There is one explanation and one real reason for the desired behavior. The explanation is that it has been done this way with the legacy network for years. In the legacy environment they used local-preference to keep routing to one location. For troublehooting purposes this was supposed to be easier because you would always know on which firewall and on which l3-switch to look for traffic. That's the explanation, since "we've always done it like this" is no technical argument.
From a design perspective it also has benefits. Part of the traffic is east-west between the sites. It will leave one fabric in tenant A and return to the other fabric in tenant B after being inspected by a firewall. Now the firewalls also have a connection in the outside world which they will use from a routing metric point of view. However it the DCI used for the ISN has a higher bandwidth than the outside connection, it woul make sense to prefer the internal way.
That being said, I again agree that an Active / Passive scenario would probably work best. The question remains: Are there alternatives? I thought about a few:
A) set a local-preferene on the L3Out for the ISN in Tenant infra. I think this should work, but I'm not sure if the L3Out in infra is somehow special and should not be messed with.

B) set import route control on the standby site's L3 out, block all routes from being imported, and set a backup static default route which then will only be used if the main L3out fails. I think this should work, too. ACI doesn't need the routes, a default would be sufficient. We're using BGP only to let the external world know about new networks.

C) let both L3Outs be active and activate Host-Routes for stretched BDs to avoid asymmetric routing. I'm not sure when - in the sence of how many host-routes - this might become problematic for the external device receiving all the prefixes.

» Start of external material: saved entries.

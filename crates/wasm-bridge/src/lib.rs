//! WASM Bridge crate for the Shift Board dashboard
//! Exposes the dashboard session to the page script. Every method returns
//! plain JS objects; DOM work and the calendar widget stay on the JS side.

use js_sys::Promise;
use serde::Serialize;
use shift_board_config::ShiftBoardConfig;
use shift_board_data::{AcceptOutcome, Dashboard, FetchTransport, Notice, RequestDraft};
use shift_board_shared::{ErrorResponse, RequestId, ShiftBoardError, ShiftLabel, SyncOutcome};
use uuid::Uuid;
use wasm_bindgen::prelude::*;
use wasm_bindgen_futures::future_to_promise;

pub mod instance_manager;

use instance_manager::{BrowserDashboard, InstanceManager};

/// Outcome of a user action as reported to the page
#[derive(Debug, Clone, Serialize, PartialEq, Eq)]
pub struct ActionReport {
    /// False when a newer call of the same kind already replaced the result,
    /// when the call was skipped for missing input, or on an error notice
    pub applied: bool,
    #[serde(skip_serializing_if = "Option::is_none")]
    pub notice: Option<Notice>,
}

impl ActionReport {
    fn applied() -> Self {
        Self {
            applied: true,
            notice: None,
        }
    }

    fn superseded() -> Self {
        Self {
            applied: false,
            notice: None,
        }
    }

    /// Nothing was sent: required input was missing
    fn skipped() -> Self {
        Self {
            applied: false,
            notice: None,
        }
    }

    fn notice(notice: Notice) -> Self {
        Self {
            applied: !notice.is_error(),
            notice: Some(notice),
        }
    }
}

fn js_error(err: ShiftBoardError, operation: &str) -> JsValue {
    JsValue::from_str(
        &ErrorResponse::new(err)
            .with_context("wasm-bridge", operation)
            .to_json(),
    )
}

fn to_js<T: Serialize>(value: &T, operation: &str) -> Result<JsValue, JsValue> {
    serde_wasm_bindgen::to_value(value).map_err(|e| {
        js_error(
            ShiftBoardError::JsInterop {
                message: e.to_string(),
            },
            operation,
        )
    })
}

fn roster_report(result: Result<SyncOutcome<usize>, ShiftBoardError>) -> ActionReport {
    match result {
        Ok(SyncOutcome::Applied(count)) => {
            log::info!("Roster refreshed: {count} records");
            ActionReport::applied()
        }
        Ok(SyncOutcome::Superseded) => ActionReport::superseded(),
        Err(err) => ActionReport::notice(Notice::roster_failed(&err)),
    }
}

fn accept_report(result: Result<AcceptOutcome, ShiftBoardError>) -> ActionReport {
    match result {
        Ok(AcceptOutcome::Accepted) => ActionReport::notice(Notice::accepted()),
        Ok(AcceptOutcome::Skipped) => ActionReport::skipped(),
        Err(err) => ActionReport::notice(Notice::accept_failed(&err)),
    }
}

#[wasm_bindgen]
pub struct ShiftBoard {
    instance_id: Uuid,
}

impl ShiftBoard {
    fn dashboard(&self, operation: &str) -> Result<std::rc::Rc<BrowserDashboard>, JsValue> {
        InstanceManager::get(&self.instance_id).ok_or_else(|| {
            js_error(
                ShiftBoardError::JsInterop {
                    message: "Shift board instance not found".to_string(),
                },
                operation,
            )
        })
    }
}

#[wasm_bindgen]
impl ShiftBoard {
    /// Build a dashboard from a JSON config: `{csv_url, webapp_url, status_filter?, calendar?}`
    #[wasm_bindgen(constructor)]
    pub fn new(config_json: &str) -> Result<ShiftBoard, JsValue> {
        let config = ShiftBoardConfig::from_json(config_json)
            .map_err(|e| js_error(e.into(), "new"))?;
        let dashboard =
            Dashboard::new(FetchTransport::new(), &config).map_err(|e| js_error(e, "new"))?;

        let instance_id = InstanceManager::create_instance(dashboard);
        log::info!("Shift board {instance_id} created");

        Ok(ShiftBoard { instance_id })
    }

    /// Fetch the roster. Resolves to an `ActionReport`; a failed load carries
    /// an error notice and leaves the previous roster displayed.
    #[wasm_bindgen]
    pub fn load_roster(&self) -> Result<Promise, JsValue> {
        let dashboard = self.dashboard("load_roster")?;
        Ok(future_to_promise(async move {
            let report = roster_report(dashboard.load_roster().await);
            to_js(&report, "load_roster")
        }))
    }

    #[wasm_bindgen]
    pub fn set_name_filter(&self, name: &str) -> Result<(), JsValue> {
        self.dashboard("set_name_filter")?
            .with_session(|session| session.set_name_filter(name));
        Ok(())
    }

    #[wasm_bindgen]
    pub fn set_shift_filter(&self, label: &str) -> Result<(), JsValue> {
        self.dashboard("set_shift_filter")?
            .with_session(|session| session.set_shift_filter(label));
        Ok(())
    }

    #[wasm_bindgen]
    pub fn reset_filters(&self) -> Result<(), JsValue> {
        self.dashboard("reset_filters")?
            .with_session(|session| session.reset_filters());
        Ok(())
    }

    /// Calendar instruction for the current filtered roster: `create` on the
    /// first call, `replaceEvents` afterwards
    #[wasm_bindgen]
    pub fn render_calendar(&self) -> Result<JsValue, JsValue> {
        let update = self
            .dashboard("render_calendar")?
            .with_session(|session| session.render_calendar());
        to_js(&update, "render_calendar")
    }

    #[wasm_bindgen]
    pub fn render_table(&self) -> Result<JsValue, JsValue> {
        let table = self
            .dashboard("render_table")?
            .with_session(|session| session.table());
        to_js(&table, "render_table")
    }

    /// Labels offered by the shift-type selector
    #[wasm_bindgen]
    pub fn shift_options(&self) -> js_sys::Array {
        ShiftLabel::SELECTABLE
            .iter()
            .map(|label| JsValue::from_str(label.as_str()))
            .collect()
    }

    /// Re-fetch both request lists and resolve to the rendered lists. A failed
    /// fetch shows the error placeholders rather than rejecting.
    #[wasm_bindgen]
    pub fn refresh_requests(&self) -> Result<Promise, JsValue> {
        let dashboard = self.dashboard("refresh_requests")?;
        Ok(future_to_promise(async move {
            if let Err(err) = dashboard.refresh_requests().await {
                log::warn!("Request lists unavailable: {err}");
            }
            let view = dashboard.with_session(|session| session.request_view());
            to_js(&view, "refresh_requests")
        }))
    }

    #[wasm_bindgen]
    pub fn render_requests(&self) -> Result<JsValue, JsValue> {
        let view = self
            .dashboard("render_requests")?
            .with_session(|session| session.request_view());
        to_js(&view, "render_requests")
    }

    /// Submit a request from the form fields. Resolves to an `ActionReport`
    /// whose notice is shown to the user either way.
    #[wasm_bindgen]
    pub fn send_request(
        &self,
        name: &str,
        date: &str,
        code: &str,
        note: &str,
    ) -> Result<Promise, JsValue> {
        let dashboard = self.dashboard("send_request")?;
        let draft = RequestDraft::new(name, date, code, note);

        Ok(future_to_promise(async move {
            let notice = match dashboard.submit_request(&draft).await {
                Ok(id) => Notice::request_sent(&id),
                Err(err) => Notice::send_failed(&err),
            };
            to_js(&ActionReport::notice(notice), "send_request")
        }))
    }

    /// Accept an open request. An empty id or name resolves to a report
    /// without notice and nothing is sent.
    #[wasm_bindgen]
    pub fn accept_request(&self, id: &str, accepter: &str) -> Result<Promise, JsValue> {
        let dashboard = self.dashboard("accept_request")?;
        let id = RequestId::new(id);
        let accepter = accepter.to_string();

        Ok(future_to_promise(async move {
            let report = accept_report(dashboard.accept_request(&id, &accepter).await);
            to_js(&report, "accept_request")
        }))
    }

    /// Release the dashboard held for this handle
    #[wasm_bindgen]
    pub fn destroy(&self) {
        if InstanceManager::remove_instance(&self.instance_id).is_some() {
            log::info!("Shift board {} destroyed", self.instance_id);
        }
    }
}

/// Initialize the WASM module
#[wasm_bindgen(start)]
pub fn init() {
    console_error_panic_hook::set_once();
    console_log::init_with_level(log::Level::Info).ok();
}

/// Export version info
#[wasm_bindgen]
pub fn version() -> String {
    env!("CARGO_PKG_VERSION").to_string()
}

D) use an unmanaged service graph with PBR. I've honestly not thought this one through, yet and I believe there are a couple of dependencies but in theory this should work, too.

Unfortunately I have no Multi-Site lab and every test must be neatly planned, so if possible I'd like you to comment on these options.

Kind regards,
Nik

Nik,
Some comments on your proposed options.   Keep in mind whatever option you go with ensure you account for both ingress & egress steering.  

A)- No-go.  don't mess with the infra.  You can really mess up your interPod/Site traffic doing so.  

B) Possible

C) I don't think this would accomplish what you want.  HBR (Host Border Routes) wouldn't force Site-B endpoint traffic out an L3out in Site-A, which is what you stated you want to happen.  It would only make external access endpoints in each site direct from that site's respective L3out, but it has no impact on egress traffic.  Site-B hosts would still access Site-B L3out. Scale could be an issue depending on how many HBRs you're advertising as well.

D) Also possible, but a little more complex to setup.

Another options E) would be to apply an ingress Route map to the L3out in Site-A and tuning the MED values to learned routes giving them a hiring priority before they're injected into the control plane. 

This is detailed in Max's whitepaper: https://www.cisco.com/c/en/us/solutions/collateral/data-center-virtualization/application-centric-infrastructure/white-paper-c11-739609.html

Robert

Hello Robert,

thank you for your input.

Regarding option C) you're correct. In this case I would have accepted, that all EPGs take their nearest exit and the HBRs would have been used to steer ingress traffic accordingly. Not achieving the original goal, but it would have been an okay-ish workaround.

 

The MED tuning seems to be exactly what I was looking for. I've read the white paper a couple of times so I honestly don't know how I could miss it. That was the story about the wood and the trees...


Anyway we tried a different option now which is letting the external BGP peer on the "secondary" site use AS-Path prepend to make it's prefixes less useful. This seems to work thus far, problem solved.